#### Information provided:
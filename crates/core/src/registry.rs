// SPDX-License-Identifier: BUSL-1.1
// Copyright (c) 2026 Alfred Jean LLC

//! The master's view of a single agent: what the registry holds, and the
//! liveness rule that derives `status` from `last_heartbeat`.

use serde::{Deserialize, Serialize};

/// Liveness window: an agent is `Active` iff `now - last_heartbeat` is
/// under this many seconds.
pub const HEARTBEAT_LIVENESS_WINDOW_SECS: u64 = 60;

#[derive(Debug, Clone, Copy, PartialEq, Eq, Serialize, Deserialize)]
pub enum AgentStatus {
    Active,
    Inactive,
}

impl std::fmt::Display for AgentStatus {
    fn fmt(&self, f: &mut std::fmt::Formatter<'_>) -> std::fmt::Result {
        match self {
            AgentStatus::Active => write!(f, "active"),
            AgentStatus::Inactive => write!(f, "inactive"),
        }
    }
}

/// Record the master holds for a registered agent. The agent itself never
/// constructs this type; it only observes slices of it indirectly through
/// `GetAgentInfo`/`ListAgents`.
#[derive(Debug, Clone, PartialEq, Serialize, Deserialize)]
pub struct AgentRegistryRecord {
    pub name: String,
    pub address: String,
    pub last_heartbeat: u64,
    pub last_info_collected: u64,
    pub version: String,
    /// Opaque system-info blob last reported, as raw JSON text.
    pub system_info_json: String,
}

impl AgentRegistryRecord {
    pub fn new(name: impl Into<String>, address: impl Into<String>, now: u64) -> Self {
        Self {
            name: name.into(),
            address: address.into(),
            last_heartbeat: now,
            last_info_collected: 0,
            version: String::new(),
            system_info_json: String::new(),
        }
    }

    /// Status derived from the liveness rule: `Active` iff the last
    /// heartbeat is within [`HEARTBEAT_LIVENESS_WINDOW_SECS`] of `now`.
    pub fn status(&self, now: u64) -> AgentStatus {
        if now.saturating_sub(self.last_heartbeat) < HEARTBEAT_LIVENESS_WINDOW_SECS {
            AgentStatus::Active
        } else {
            AgentStatus::Inactive
        }
    }

    /// Apply a heartbeat: bump `last_heartbeat` and, when `system_info_json`
    /// is non-empty, also bump `last_info_collected` and replace the blob.
    pub fn apply_heartbeat(&mut self, now: u64, system_info_json: Option<String>) {
        self.last_heartbeat = now;
        if let Some(blob) = system_info_json {
            if !blob.is_empty() {
                self.last_info_collected = now;
                self.system_info_json = blob;
            }
        }
    }
}

#[cfg(test)]
mod tests {
    use super::*;

    #[test]
    fn status_is_active_just_inside_the_window() {
        let record = AgentRegistryRecord::new("a1", "10.0.0.1:9000", 1_000);
        assert_eq!(record.status(1_000 + 59), AgentStatus::Active);
    }

    #[test]
    fn status_is_inactive_once_the_window_elapses() {
        let record = AgentRegistryRecord::new("a1", "10.0.0.1:9000", 1_000);
        assert_eq!(record.status(1_000 + 60), AgentStatus::Inactive);
        assert_eq!(record.status(1_000 + 600), AgentStatus::Inactive);
    }

    #[test]
    fn heartbeat_without_system_info_leaves_last_info_collected_untouched() {
        let mut record = AgentRegistryRecord::new("a1", "10.0.0.1:9000", 0);
        record.apply_heartbeat(60, None);
        assert_eq!(record.last_heartbeat, 60);
        assert_eq!(record.last_info_collected, 0);
    }

    #[test]
    fn heartbeat_with_system_info_updates_both_fields() {
        let mut record = AgentRegistryRecord::new("a1", "10.0.0.1:9000", 0);
        record.apply_heartbeat(60, Some("{\"hostname\":\"h1\"}".to_string()));
        assert_eq!(record.last_info_collected, 60);
        assert_eq!(record.system_info_json, "{\"hostname\":\"h1\"}");
    }
}
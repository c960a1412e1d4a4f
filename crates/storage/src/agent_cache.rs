// SPDX-License-Identifier: BUSL-1.1
// Copyright (c) 2026 Alfred Jean LLC

//! The CLI-side local cache (§6.4): a key/value store mapping agent
//! name → last-known address, consulted with `--local` and as a
//! fallback when the master is unreachable.
//!
//! Writes go through the same temp-file-then-atomic-rename discipline
//! the teacher's checkpoint writer uses for snapshots: write the whole
//! map to a sibling `.tmp` file, `sync_all`, then `rename` over the
//! real path, so a crash mid-write never corrupts the cache.

use std::collections::HashMap;
use std::io::Write;
use std::path::{Path, PathBuf};

use serde::{Deserialize, Serialize};
use thiserror::Error;

#[derive(Debug, Error)]
pub enum AgentCacheError {
    #[error("I/O error at {path}: {source}")]
    Io {
        path: PathBuf,
        #[source]
        source: std::io::Error,
    },
    #[error("corrupt agent cache at {path}: {source}")]
    Corrupt {
        path: PathBuf,
        #[source]
        source: serde_json::Error,
    },

    #[error("failed to serialize agent cache for {path}: {source}")]
    Serialize {
        path: PathBuf,
        #[source]
        source: serde_json::Error,
    },
}

#[derive(Debug, Default, Serialize, Deserialize)]
struct CacheFile {
    #[serde(default)]
    agents: HashMap<String, String>,
}

/// A file-backed `name -> address` cache. Each mutating call persists
/// immediately; there is no in-memory-only mode, since the whole point
/// of this store is surviving process restarts.
pub struct AgentCache {
    path: PathBuf,
    entries: HashMap<String, String>,
}

impl AgentCache {
    /// The conventional path: `~/.cache/fleet/agents.json`, or
    /// `$XDG_CACHE_HOME/fleet/agents.json` when set.
    pub fn default_path() -> PathBuf {
        if let Ok(xdg) = std::env::var("XDG_CACHE_HOME") {
            return PathBuf::from(xdg).join("fleet").join("agents.json");
        }
        let home = std::env::var("HOME").unwrap_or_else(|_| ".".to_string());
        PathBuf::from(home)
            .join(".cache")
            .join("fleet")
            .join("agents.json")
    }

    /// Load the cache at `path`, treating a missing file as empty.
    pub fn load(path: impl Into<PathBuf>) -> Result<Self, AgentCacheError> {
        let path = path.into();
        let entries = match std::fs::read_to_string(&path) {
            Ok(raw) => {
                serde_json::from_str::<CacheFile>(&raw)
                    .map_err(|source| AgentCacheError::Corrupt {
                        path: path.clone(),
                        source,
                    })?
                    .agents
            }
            Err(e) if e.kind() == std::io::ErrorKind::NotFound => HashMap::new(),
            Err(source) => {
                return Err(AgentCacheError::Io {
                    path: path.clone(),
                    source,
                })
            }
        };
        Ok(Self { path, entries })
    }

    pub fn get(&self, name: &str) -> Option<&str> {
        self.entries.get(name).map(String::as_str)
    }

    /// Record or update `name`'s address and persist immediately.
    pub fn put(&mut self, name: &str, address: &str) -> Result<(), AgentCacheError> {
        self.entries.insert(name.to_string(), address.to_string());
        self.flush()
    }

    /// Remove `name` if present and persist immediately. Idempotent.
    pub fn remove(&mut self, name: &str) -> Result<(), AgentCacheError> {
        self.entries.remove(name);
        self.flush()
    }

    pub fn entries(&self) -> &HashMap<String, String> {
        &self.entries
    }

    fn flush(&self) -> Result<(), AgentCacheError> {
        write_atomic(&self.path, &CacheFile {
            agents: self.entries.clone(),
        })
    }
}

fn write_atomic(path: &Path, contents: &CacheFile) -> Result<(), AgentCacheError> {
    let dir = path.parent().unwrap_or_else(|| Path::new("."));
    std::fs::create_dir_all(dir).map_err(|source| AgentCacheError::Io {
        path: path.to_path_buf(),
        source,
    })?;
    let tmp_path = dir.join(format!(
        ".{}.tmp",
        path.file_name().and_then(|n| n.to_str()).unwrap_or("cache")
    ));
    let json = serde_json::to_vec_pretty(contents).map_err(|source| AgentCacheError::Serialize {
        path: path.to_path_buf(),
        source,
    })?;

    let write_result = (|| -> std::io::Result<()> {
        let mut file = std::fs::File::create(&tmp_path)?;
        file.write_all(&json)?;
        file.sync_all()
    })();
    write_result.map_err(|source| AgentCacheError::Io {
        path: tmp_path.clone(),
        source,
    })?;

    std::fs::rename(&tmp_path, path).map_err(|source| AgentCacheError::Io {
        path: path.to_path_buf(),
        source,
    })
}

#[cfg(test)]
mod tests {
    use super::*;

    #[test]
    fn loading_a_missing_file_starts_empty() {
        let dir = tempfile::tempdir().unwrap();
        let cache = AgentCache::load(dir.path().join("agents.json")).unwrap();
        assert!(cache.entries().is_empty());
    }

    #[test]
    fn put_then_reload_round_trips() {
        let dir = tempfile::tempdir().unwrap();
        let path = dir.path().join("agents.json");
        let mut cache = AgentCache::load(&path).unwrap();
        cache.put("a1", "10.0.0.1:9000").unwrap();

        let reloaded = AgentCache::load(&path).unwrap();
        assert_eq!(reloaded.get("a1"), Some("10.0.0.1:9000"));
    }

    #[test]
    fn remove_is_idempotent() {
        let dir = tempfile::tempdir().unwrap();
        let mut cache = AgentCache::load(dir.path().join("agents.json")).unwrap();
        cache.remove("does-not-exist").unwrap();
        cache.put("a1", "10.0.0.1:9000").unwrap();
        cache.remove("a1").unwrap();
        cache.remove("a1").unwrap();
        assert!(cache.get("a1").is_none());
    }

    #[test]
    fn a_corrupt_file_surfaces_as_an_error_not_a_panic() {
        let dir = tempfile::tempdir().unwrap();
        let path = dir.path().join("agents.json");
        std::fs::write(&path, b"not json").unwrap();
        assert!(matches!(
            AgentCache::load(&path),
            Err(AgentCacheError::Corrupt { .. })
        ));
    }
}
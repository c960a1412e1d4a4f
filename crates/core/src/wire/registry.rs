// SPDX-License-Identifier: BUSL-1.1
// Copyright (c) 2026 Alfred Jean LLC

//! The registry RPC surface (§6.1): the messages a `fleet-registry`
//! connection carries, one request per TCP connection except
//! `ExecuteCommand`, which fans out to the named agent and streams its
//! `RunCommand` response back. Lives in `fleet-core` rather than the
//! `fleet-registry` crate so both the registry binary and the agent
//! daemon's master-connection manager can depend on the wire shapes
//! without depending on each other.

use serde::{Deserialize, Serialize};

use crate::registry::AgentStatus;

/// The master's rendering of an [`crate::AgentRegistryRecord`] with its
/// derived `status` attached, since `status` is not itself stored — it
/// is computed from `last_heartbeat` at read time (§3).
#[derive(Debug, Clone, PartialEq, Serialize, Deserialize)]
pub struct AgentInfo {
    pub name: String,
    pub address: String,
    pub status: AgentStatus,
    pub last_heartbeat: u64,
    pub last_info_collected: u64,
    pub version: String,
    pub system_info_json: String,
}

/// One frame of a command-execution stream, shared by the agent's
/// `RunCommand` and the registry's `ExecuteCommand` fan-out so the CLI
/// renders both identically.
#[derive(Debug, Clone, Serialize, Deserialize)]
pub struct CommandFrame {
    pub stdout_chunk: String,
    pub stderr_chunk: String,
    pub error: Option<String>,
    pub finished: bool,
    pub exit_code: Option<i32>,
}

#[derive(Debug, Clone, Serialize, Deserialize)]
pub enum RegistryRequest {
    RegisterAgent {
        name: String,
        address: String,
        version: String,
    },
    Heartbeat {
        name: String,
        system_info_json: Option<String>,
    },
    ListAgents,
    GetAgentInfo {
        name: String,
    },
    UnregisterAgent {
        name: String,
    },
    StopAgent {
        name: String,
    },
    ExecuteCommand {
        agent_name: String,
        command: String,
    },
}

#[derive(Debug, Clone, Serialize, Deserialize)]
pub enum RegistryResponse {
    Success {
        success: bool,
    },
    AgentList {
        agents: Vec<AgentInfo>,
    },
    AgentDetail {
        success: bool,
        agent_info: Option<AgentInfo>,
        message: String,
    },
    StopResult {
        success: bool,
        message: String,
    },
    CommandOutput(CommandFrame),
}

#[cfg(test)]
mod tests {
    use super::*;

    #[test]
    fn agent_info_round_trips_through_json() {
        let info = AgentInfo {
            name: "a1".into(),
            address: "10.0.0.1:9000".into(),
            status: AgentStatus::Active,
            last_heartbeat: 100,
            last_info_collected: 60,
            version: "1.0.0".into(),
            system_info_json: String::new(),
        };
        let json = serde_json::to_string(&info).unwrap();
        let back: AgentInfo = serde_json::from_str(&json).unwrap();
        assert_eq!(info, back);
    }
}
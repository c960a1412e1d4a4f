// SPDX-License-Identifier: BUSL-1.1
// Copyright (c) 2026 Alfred Jean LLC

//! The agent RPC server (C5): accepts one connection per call (except
//! the streaming/bidi RPCs, which hold the connection open), dispatches
//! §6.2's surface, and wraps every handler in a span logging its
//! elapsed time — the same discipline `fleet-registry`'s server applies
//! to §6.1.

use std::path::PathBuf;
use std::process::Stdio;
use std::sync::Arc;
use std::time::{Duration, Instant};

use fleet_adapters::update::{apply_update, detect_supervisor, Supervisor};
use fleet_adapters::{PlatformProbe, WatcherManager};
use fleet_core::wire::agent::{
    ActiveConnectionsResponse, AgentRequest, AgentResponse, DetailedMetrics, DiagnoseHealthResponse,
    DiskInfoResponse, DiskPartition, ExecuteTaskResponse, HealthIssueWire, LogFrame, MetricsFrame,
    NetworkInfoResponse, RecentLogsResponse, RegisterWatcherResponse, ResourceUsage,
    SystemErrorsResponse, UpdateAgentResponse,
};
use fleet_core::wire::{self, WireError};
use fleet_core::{TaskRequest, WatcherId, WorkspaceArchive};
use fleet_engine::TaskExecutor;
use thiserror::Error;
use tokio::io::{AsyncBufReadExt, BufReader};
use tokio::net::{TcpListener, TcpStream};
use tokio::process::Command;
use tracing::{info, warn, Instrument};

use crate::caches::{cached_or_refresh, TtlCache, DISK_INFO_TTL, NETWORK_INFO_TTL, RESOURCE_USAGE_TTL};
use crate::connections::{active_connections, filter_connections};
use crate::diagnose::diagnose;
use crate::logs::LogBuffer;
use crate::perf_history::PerformanceHistory;
use crate::snapshot::host_identity;

#[derive(Debug, Error)]
pub enum ServerError {
    #[error("failed to bind {address}: {source}")]
    Bind {
        address: String,
        #[source]
        source: std::io::Error,
    },
}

#### Exercise instructions:
The lines to extract from the data above begin with the line containing "liveness rule that" and end with the line containing "pub const HEARTBEAT_LIVENESS_WINDOW_SECS: u64". Extract them exactly, including both.

#### Answer to this task:
//! liveness rule that derives `status` from `last_heartbeat`.

use serde::{Deserialize, Serialize};

/// Liveness window: an agent is `Active` iff `now - last_heartbeat` is
/// under this many seconds.
pub const HEARTBEAT_LIVENESS_WINDOW_SECS: u64 = 60;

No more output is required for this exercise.